December 15, 2016 | Raj Srivastav

I know, I know, you’re just getting used to Augmented and Virtual Realities and now we’re throwing another reality at you. But we would be remiss in our duty to keep you up to date on the hottest trends in tech, and that includes apps for Mixed Reality!

But first we should clarify the differences between these three Digital Realities.

1. Virtual Reality

VR is a wholly new reality existing solely in a Digital Environment. Think Tron or The Matrix. When we work on VR app projects, we encounter unique hurdles, like compensating for binocular disparity and disorientation. But we believe that VR apps are going to be a multi-billion dollar industry by the end of this decade – and then they will really take off!

2. Augmented Reality

AR is basically a digital overlay of actual reality. This is the less sexy version of VR but has the potential to be worth even more as an industry than VR. While Apps like Pokemon Go are all the rage right now, AR apps have the most potential in the field of business. Think about it: We can build an AR app for your business that provides digital information just by looking at your factory line – and provides you with ways to directly interact without ever pulling out a device.

3. Mixed Reality

Mixed Reality is (you guessed it) a combination of both VR and AR. MR keeps its users firmly grounded in actual reality, but adds virtual elements to it. This is the driving impetus behind Microsoft’s Hololens. This differs from Augmented Reality because MR is supposed to create virtual elements that are indistinguishable from actual reality. AR makes virtual elements as an overlay; there is no attempt to make it seem like part of the real world.
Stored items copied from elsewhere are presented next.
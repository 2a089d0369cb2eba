use serde::{Deserialize, Serialize};
use std::fmt;

/// Enumerable type for the category of a vehicle passing a toll gate.
#[derive(Debug, Hash, Copy, Clone, Serialize, Deserialize, PartialEq, Eq)]
pub enum VehicleCategory {
    Car,
    Motorcycle,
    Bus,
    Emergency,
    Diplomat,
    Foreign,
    Military,
    /// Any category not otherwise listed. Taxed as a car.
    Unlisted,
}

impl VehicleCategory {
    /// Return the category matching `name`, case-insensitively.
    ///
    /// Unrecognised names do not fail; they map to [`VehicleCategory::Unlisted`]. The legacy
    /// Swedish spelling *"buss"* is accepted for [`VehicleCategory::Bus`].
    ///
    /// # Examples
    /// ```rust
    /// # use congestion_tax::vehicles::VehicleCategory;
    /// assert_eq!(VehicleCategory::from_name("Motorcycle"), VehicleCategory::Motorcycle);
    /// assert_eq!(VehicleCategory::from_name("Buss"), VehicleCategory::Bus);
    /// assert_eq!(VehicleCategory::from_name("Tractor"), VehicleCategory::Unlisted);
    /// ```
    pub fn from_name(name: &str) -> Self {
        match name.trim().to_lowercase().as_str() {
            "car" => VehicleCategory::Car,
            "motorcycle" | "motorbike" => VehicleCategory::Motorcycle,
            "bus" | "buss" => VehicleCategory::Bus,
            "emergency" => VehicleCategory::Emergency,
            "diplomat" => VehicleCategory::Diplomat,
            "foreign" => VehicleCategory::Foreign,
            "military" => VehicleCategory::Military,
            _ => VehicleCategory::Unlisted,
        }
    }
}

impl fmt::Display for VehicleCategory {
    fn fmt(&self, f: &mut fmt::Formatter) -> fmt::Result {
        let name = match self {
            VehicleCategory::Car => "Car",
            VehicleCategory::Motorcycle => "Motorcycle",
            VehicleCategory::Bus => "Bus",
            VehicleCategory::Emergency => "Emergency",
            VehicleCategory::Diplomat => "Diplomat",
            VehicleCategory::Foreign => "Foreign",
            VehicleCategory::Military => "Military",
            VehicleCategory::Unlisted => "Unlisted",
        };
        write!(f, "{}", name)
    }
}

/// Anything which passes a toll gate and can be classified for tax purposes.
pub trait Vehicle {
    /// Return the category used to decide whether the vehicle is taxed.
    fn category(&self) -> VehicleCategory;
}

impl Vehicle for VehicleCategory {
    fn category(&self) -> VehicleCategory {
        *self
    }
}
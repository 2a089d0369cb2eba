//! Calculate Gothenburg style congestion tax for a vehicle's passages through toll gates.
//!
//! The crate is organised around a single [`TaxCalculator`](calculator::TaxCalculator), whose
//! behaviour is fully determined by its [`TaxRules`](rules::TaxRules):
//!
//! - [`calendars`]: weekends and holidays on which no tax is charged,
//! - [`fees`]: the fee for a passage by time of day,
//! - [`vehicles`]: vehicle categories and those exempt from tax,
//! - [`ledger`]: the single charge rule grouping passages into charge windows.
//!
//! Rule types serialize to and from JSON with the [`json::JSON`] trait.


pub mod error;
pub use error::{TaxError, TaxResult};

pub mod json;

pub mod calendars;
pub mod fees;
pub mod ledger;
pub mod vehicles;

pub mod rules;

pub mod calculator;
pub use calculator::{DailyTax, TaxCalculator};
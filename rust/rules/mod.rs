//! The parameters which define a congestion tax regime.
//!
//! [`TaxRules`] bundles a toll-free [`Cal`], a [`FeeSchedule`], a [`VehicleExemptionSet`], the
//! daily maximum and the single charge window length. Rules are plain data and can be stored and
//! loaded as JSON with the [`JSON`](crate::json::JSON) trait; loading validates every component.
//!
//! ### Example
//! ```rust
//! # use congestion_tax::rules::TaxRules;
//! # use congestion_tax::json::JSON;
//! let rules = TaxRules::gothenburg_2013().unwrap();
//! let js = rules.to_json().unwrap();
//! assert_eq!(TaxRules::from_json(&js).unwrap(), rules);
//! ```

mod serde;

use ::serde::{Deserialize, Serialize};
use chrono::Duration;

use crate::calendars::{get_calendar_by_name, Cal};
use crate::error::{TaxError, TaxResult};
use crate::fees::FeeSchedule;
use crate::ledger::DEFAULT_WINDOW_MINUTES;
use crate::vehicles::VehicleExemptionSet;

/// The daily maximum in the Gothenburg rules.
pub const DEFAULT_MAX_DAILY_FEE: i32 = 60;

/// The complete set of rules applied by a [`TaxCalculator`](crate::calculator::TaxCalculator).
#[derive(Debug, Clone, PartialEq, Serialize, Deserialize)]
#[serde(try_from = "TaxRulesDataModel")]
pub struct TaxRules {
    pub calendar: Cal,
    pub fees: FeeSchedule,
    pub exemptions: VehicleExemptionSet,
    pub max_daily_fee: i32,
    pub window_minutes: i64,
}

#[derive(Deserialize)]
struct TaxRulesDataModel {
    calendar: Cal,
    fees: FeeSchedule,
    exemptions: VehicleExemptionSet,
    max_daily_fee: i32,
    window_minutes: i64,
}

impl TryFrom<TaxRulesDataModel> for TaxRules {
    type Error = TaxError;

    fn try_from(model: TaxRulesDataModel) -> Result<Self, Self::Error> {
        let rules = TaxRules {
            calendar: model.calendar,
            fees: model.fees,
            exemptions: model.exemptions,
            max_daily_fee: model.max_daily_fee,
            window_minutes: model.window_minutes,
        };
        rules.validate()?;
        Ok(rules)
    }
}

impl TaxRules {
    /// The Gothenburg congestion tax rules for 2013.
    pub fn gothenburg_2013() -> TaxResult<Self> {
        Ok(TaxRules {
            calendar: get_calendar_by_name("gbg")?,
            fees: FeeSchedule::gothenburg()?,
            exemptions: VehicleExemptionSet::default(),
            max_daily_fee: DEFAULT_MAX_DAILY_FEE,
            window_minutes: DEFAULT_WINDOW_MINUTES,
        })
    }

    /// Check the scalar parameters are usable.
    pub fn validate(&self) -> TaxResult<()> {
        if self.max_daily_fee < 0 {
            return Err(TaxError::InvalidArgument(format!(
                "`max_daily_fee` cannot be negative, got {}.",
                self.max_daily_fee
            )));
        }
        self.window().map(|_| ())
    }

    /// Return the single charge window as a duration.
    pub fn window(&self) -> TaxResult<Duration> {
        if self.window_minutes <= 0 {
            return Err(TaxError::InvalidArgument(format!(
                "`window_minutes` must be positive, got {}.",
                self.window_minutes
            )));
        }
        Duration::try_minutes(self.window_minutes).ok_or_else(|| {
            TaxError::InvalidArgument(format!(
                "`window_minutes` {} is out of range.",
                self.window_minutes
            ))
        })
    }
}
use chrono::prelude::*;

/// Simple date classification defining weekends, holidays and toll-free dates.
pub trait TollFreeCalendar {
    /// Returns whether the date falls on a weekend day.
    fn is_weekend(&self, date: &NaiveDate) -> bool;

    /// Returns whether the date is a specific holiday outside of the weekend rule.
    fn is_holiday(&self, date: &NaiveDate) -> bool;

    /// Returns whether no congestion tax is charged on the date, i.e. either a weekend or a holiday.
    fn is_toll_free_date(&self, date: &NaiveDate) -> bool {
        self.is_weekend(date) || self.is_holiday(date)
    }

    /// Returns whether congestion tax may be charged on the date.
    fn is_chargeable_date(&self, date: &NaiveDate) -> bool {
        !self.is_toll_free_date(date)
    }
}
use chrono::prelude::*;
use itertools::Itertools;
use serde::{Deserialize, Serialize};

use crate::error::{TaxError, TaxResult};

/// A fee charged for passages in the clock interval `[start, end)`.
#[derive(Debug, Copy, Clone, PartialEq, Serialize, Deserialize)]
pub struct FeeBand {
    pub start: NaiveTime,
    pub end: NaiveTime,
    pub fee: i32,
}

impl FeeBand {
    /// Create a band from `(hour, minute)` boundaries.
    ///
    /// Returns an error if either boundary is not a valid clock time.
    pub fn try_new(start: (u32, u32), end: (u32, u32), fee: i32) -> TaxResult<Self> {
        let hm = |(h, m): (u32, u32)| {
            NaiveTime::from_hms_opt(h, m, 0).ok_or_else(|| {
                TaxError::InvalidSchedule(format!("{:02}:{:02} is not a valid clock time.", h, m))
            })
        };
        Ok(FeeBand {
            start: hm(start)?,
            end: hm(end)?,
            fee,
        })
    }

    /// Returns whether the time falls inside the band.
    pub fn contains(&self, time: &NaiveTime) -> bool {
        self.start <= *time && *time < self.end
    }
}

/// A step function from clock time to fee.
#[derive(Debug, Clone, PartialEq, Serialize, Deserialize)]
#[serde(try_from = "FeeScheduleDataModel")]
pub struct FeeSchedule {
    pub(crate) bands: Vec<FeeBand>,
}

#[derive(Deserialize)]
struct FeeScheduleDataModel {
    bands: Vec<FeeBand>,
}

impl TryFrom<FeeScheduleDataModel> for FeeSchedule {
    type Error = TaxError;

    fn try_from(model: FeeScheduleDataModel) -> Result<Self, Self::Error> {
        Self::try_new(model.bands)
    }
}

impl FeeSchedule {
    /// Create a new [`FeeSchedule`].
    ///
    /// Bands are sorted by their start time. Returns an error if any band is empty or reversed,
    /// carries a negative fee, or overlaps another band.
    pub fn try_new(bands: Vec<FeeBand>) -> TaxResult<Self> {
        let bands: Vec<FeeBand> = bands.into_iter().sorted_by_key(|b| b.start).collect();
        for band in bands.iter() {
            if band.start >= band.end {
                return Err(TaxError::InvalidSchedule(format!(
                    "band {}..{} must start before it ends.",
                    band.start, band.end
                )));
            }
            if band.fee < 0 {
                return Err(TaxError::InvalidSchedule(format!(
                    "band {}..{} has negative fee {}.",
                    band.start, band.end, band.fee
                )));
            }
        }
        if let Some((a, b)) = bands.iter().tuple_windows().find(|(a, b)| a.end > b.start) {
            return Err(TaxError::InvalidSchedule(format!(
                "band {}..{} overlaps band {}..{}.",
                a.start, a.end, b.start, b.end
            )));
        }
        Ok(FeeSchedule { bands })
    }

    /// The Gothenburg congestion tax fees.
    ///
    /// | Time        | Fee |
    /// |-------------|-----|
    /// | 06:00–06:29 | 8   |
    /// | 06:30–07:59 | 13  |
    /// | 08:00–08:29 | 18  |
    /// | 08:30–14:59 | 13  |
    /// | 15:00–15:29 | 8   |
    /// | 15:30–16:59 | 13  |
    /// | 17:00–18:29 | 18  |
    /// | 18:30–18:59 | 13  |
    /// | 19:00–05:59 | 0   |
    pub fn gothenburg() -> TaxResult<Self> {
        FeeSchedule::try_new(vec![
            FeeBand::try_new((6, 0), (6, 30), 8)?,
            FeeBand::try_new((6, 30), (8, 0), 13)?,
            FeeBand::try_new((8, 0), (8, 30), 18)?,
            FeeBand::try_new((8, 30), (15, 0), 13)?,
            FeeBand::try_new((15, 0), (15, 30), 8)?,
            FeeBand::try_new((15, 30), (17, 0), 13)?,
            FeeBand::try_new((17, 0), (18, 30), 18)?,
            FeeBand::try_new((18, 30), (19, 0), 13)?,
        ])
    }

    /// Return the fee for a passage at the given clock time.
    ///
    /// Only the hour and minute are considered; seconds are ignored.
    pub fn fee_for(&self, time: &NaiveTime) -> i32 {
        let time = time
            .with_second(0)
            .and_then(|t| t.with_nanosecond(0))
            .unwrap_or(*time);
        self.bands
            .iter()
            .find(|band| band.contains(&time))
            .map_or(0, |band| band.fee)
    }

    /// Return the bands in ascending order of start time.
    pub fn bands(&self) -> &[FeeBand] {
        &self.bands
    }
}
All three Digital Realities are in their relative infancies, but MR is brand new. In fact, we really know nothing about the major companies that are tackling this issue. Except of course that they are some of the most closely watched Startups in tech.

Magic Leap was recently called “the World’s Hottest Startup” by Wired Magazine and Forbes called it “the Hottest Ticket in Tech. But we know virtually nothing about this company, other than its base in South Florida; and of course that it’s a Unicorn startup, recently valued at 4.5 billion bucks. In fact, it just raised nearly a billion back in February, bringing its total investment up to $1.4 billion (including a hefty sum from Google – you may have heard of them…).
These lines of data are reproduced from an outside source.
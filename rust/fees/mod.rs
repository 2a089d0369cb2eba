//! Map the local clock time of a toll gate passage to the fee charged for it.
//!
//! A [`FeeSchedule`] is an ordered list of non-overlapping [`FeeBand`]s. Each band covers a
//! half-open interval of the clock, `[start, end)`, and any time not covered is free of charge.
//!
//! ### Example
//! ```rust
//! # use congestion_tax::fees::FeeSchedule;
//! # use chrono::NaiveTime;
//! let schedule = FeeSchedule::gothenburg().unwrap();
//! assert_eq!(schedule.fee_for(&NaiveTime::from_hms_opt(6, 29, 0).unwrap()), 8);
//! assert_eq!(schedule.fee_for(&NaiveTime::from_hms_opt(6, 30, 0).unwrap()), 13);
//! assert_eq!(schedule.fee_for(&NaiveTime::from_hms_opt(19, 30, 0).unwrap()), 0);
//! ```

mod schedule;

pub use crate::fees::schedule::{FeeBand, FeeSchedule};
So what does that alone tell us? Well, it means that VCs – people who make money by anticipating tech needs in the future. And that the world’s biggest tech company thinks that they have something.

But since its founding, Magic Leap has operated under massive secrecy, to the point where employees were barely allowed to even say the company existed. For years, it was hard to even understand what applications could even come from MR. However, the Wizard finally gave us a peek behind the curtain.

This Wizard happens to be Rony Abovitz, CEO of Magic Leap. Abovitz recently gave an interview, where we finally learned a little of this innovative and disruptive Startup, including the fact that they are preparing to move past the Prototype phase and will be soon making their tech available to the general consumer.

Abovitz calls his project a “new kind of contextual computer.” Basically, Magic Leap has created optical hardware. This hardware, which will eventually resemble transparent glasses, will literally send an image directly into your retina. It replicates how the human eye views images naturally, thus making projected images indistinguishable from the normal world. It doesn’t block your view and isn’t a massive piece of hardware.

The applications for this are quite literally incomprehensible. Navigation apps will direct users by project arrows directly onto the road itself; Computer screens (and screens in general) will be a thing of the past. Anything we normally interact with visually can be projected into our eyes. More than that, the hardware is constantly collecting data.

Everything from where you’re directing your eyes or head, to recording and analyzing your external environment (sounds, objects, images, etc). This makes it an interactive piece of technology that is your constant digital guide, providing details and information on whatever you need. This isn’t a Gadget like Google Glass. This is, like Abovitz claimed, a new computer and a new way of interacting with the digital world.

This is big news to the entrepreneur out there. We’re standing at a crossroad, a change that will likely surpass (and replace) the Smartphone in disrupting the world of Human-Computer Interaction. For more than 15 years, SDI has studied how new technologies disrupt the market; the one thing we can say is that disruption always also means opportunity.

We also know that while MR and Mixed Reality will change how we think of computing, we will still need apps to make the world go ‘round. And we’re even seeing the tools to make it happen, with Microsoft releasing a Dev Kit for its own Mixed Reality (they’re pretty insistent that it’s MR, not AR) platform, HoloLens.

So to answer the question posed by our headline, You should start your own MR App Startup because it’s likely to upturn the entire world of technology. What if you knew the day before Steve Jobs announced the first SmartPhone how drastically the world of computing would change in less than 10 years? How much money would you have in the bank today?